One Needful Song by Jeanne Wagner
One Needful Song by Jeanne Wagner
One Needful Song casts spells of transformation: the tongues of songbirds turned out in delicate and sweet spice, the hearth of the home becoming the heart of the home, the roof of scorched Notre Dame healing beneath its tarp. There is such a sense of hope and renewal in these ecopoetic elegies, in which bee, blossom, and bird are restored, family and strangers alike are redeemed, and though there are storms, there is also a dream of outlasting them. This book is a kind of miracle.
—D. A. Powell
This is a rare creation of song and scar, of vulnerability and both emotional and structural complexity. In Jeanne Wagner’s new collection, One Needful Song, the outer and inner, conceptual and human worlds mingle in accessible yet complex ways.
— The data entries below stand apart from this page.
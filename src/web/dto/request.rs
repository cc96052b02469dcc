//! Request DTOs for Web API.

use serde::Deserialize;
use utoipa::{IntoParams, ToSchema};
use validator::Validate;

use super::validation::{no_control_chars, required_text};
use crate::registration::Submission;

/// Self-service registration request.
///
/// Only shape is checked here; the workflow applies the full rules after
/// normalizing the values.
#[derive(Debug, Deserialize, Validate, ToSchema)]
pub struct RegisterRequest {
    /// Desired username (lowercase letters, digits, underscore).
    #[validate(custom(function = "required_text"))]
    pub username: String,
    /// Contact email; credentials are sent here.
    #[validate(custom(function = "required_text"))]
    pub email: String,
    /// Given name.
    #[validate(custom(function = "required_text"))]
    pub first_name: String,
    /// Surname.
    #[validate(custom(function = "required_text"))]
    pub last_name: String,
    /// Why the account is needed.
    #[serde(default)]
    #[validate(custom(function = "no_control_chars"))]
    pub reason: Option<String>,
}

impl From<RegisterRequest> for Submission {
    fn from(req: RegisterRequest) -> Self {
        Submission {
            username: req.username,
            email: req.email,
            first_name: req.first_name,
            last_name: req.last_name,
            reason: req.reason.unwrap_or_default(),
        }
    }
}

/// Body of a rejection.
#[derive(Debug, Default, Deserialize, ToSchema)]
pub struct RejectRequest {
    /// Reason shown to the requester. Defaults to "No reason provided".
    #[serde(default)]
    pub reason: Option<String>,
}

/// Page size for listings.
#[derive(Debug, Default, Deserialize, IntoParams)]
pub struct ListQuery {
    /// Number of entries (1-100).
    pub limit: Option<i64>,
}
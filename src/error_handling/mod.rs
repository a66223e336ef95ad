//! Error handling and outcome statistics.
//!
//! This module provides:
//! - Error type definitions (`GeocodingError`, `ConfigError`, `InitializationError`)
//! - Categorization of HTTP transport errors and statuses
//! - Outcome statistics tracking across pipeline calls
//!
//! Provider failures never escape as errors: adapters turn a `GeocodingError`
//! into a result status at their boundary.

mod categorization;
mod stats;
mod types;

// Re-export public API
pub use categorization::{categorize_reqwest_error, categorize_status, truncate_message};
pub use stats::OutcomeStats;
pub use types::{ConfigError, GeocodingError, InitializationError, OutcomeType};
Brimming with meditations on history and myth, family and nostalgia, landscape and personal identity, these vibrant poems remain grounded in a universal familiarity that opens us up to something greater. If one of the aims of poetry is to condense our vast, contradictory, and beautifully human world into the briefest of songs, One Needful Song, being both intellectually stimulating and emotionally engaging, stands as a testament to its possibility.
— John Sibley Williams
One Needful Song casts memory and imagination as dream—a mother lifting an ironed shirt “warm as a new-laid egg”—and plumbs the astonishing . . . a pregnant woman covering her belly with bees. Here is celebration and lament in equal measure. These poems/songs—deeply needed by us all—call to mind how the Romans supposedly “cut out the tongues of the larks, coated them with honey and spice, devoured them like edible songs.” This collection, too, will be devoured.
—Doug Ramspeck
Jeanne Wagner is the author of four chapbooks and three full-length collections: The Zen Piano Mover, which won the NFSPS Poetry Prize; In the Body of Our Lives, published by Sixteen Rivers Press; and Everything Turns Into Something Else, published in 2020 as runner-up in the Grayson Books Poetry Contest. Her more recent awards include the Joy Harjo Poetry Award, First Prize in the Naugatuck Narrative Poetry Contest, and winning the Cloudbank Books Contest. Her work has appeared in North American Review, The Cincinnati Review, Alaska Quarterly Review, Shenandoah, and The Southern Review. A retired tax accountant, she lives in Kensington, California.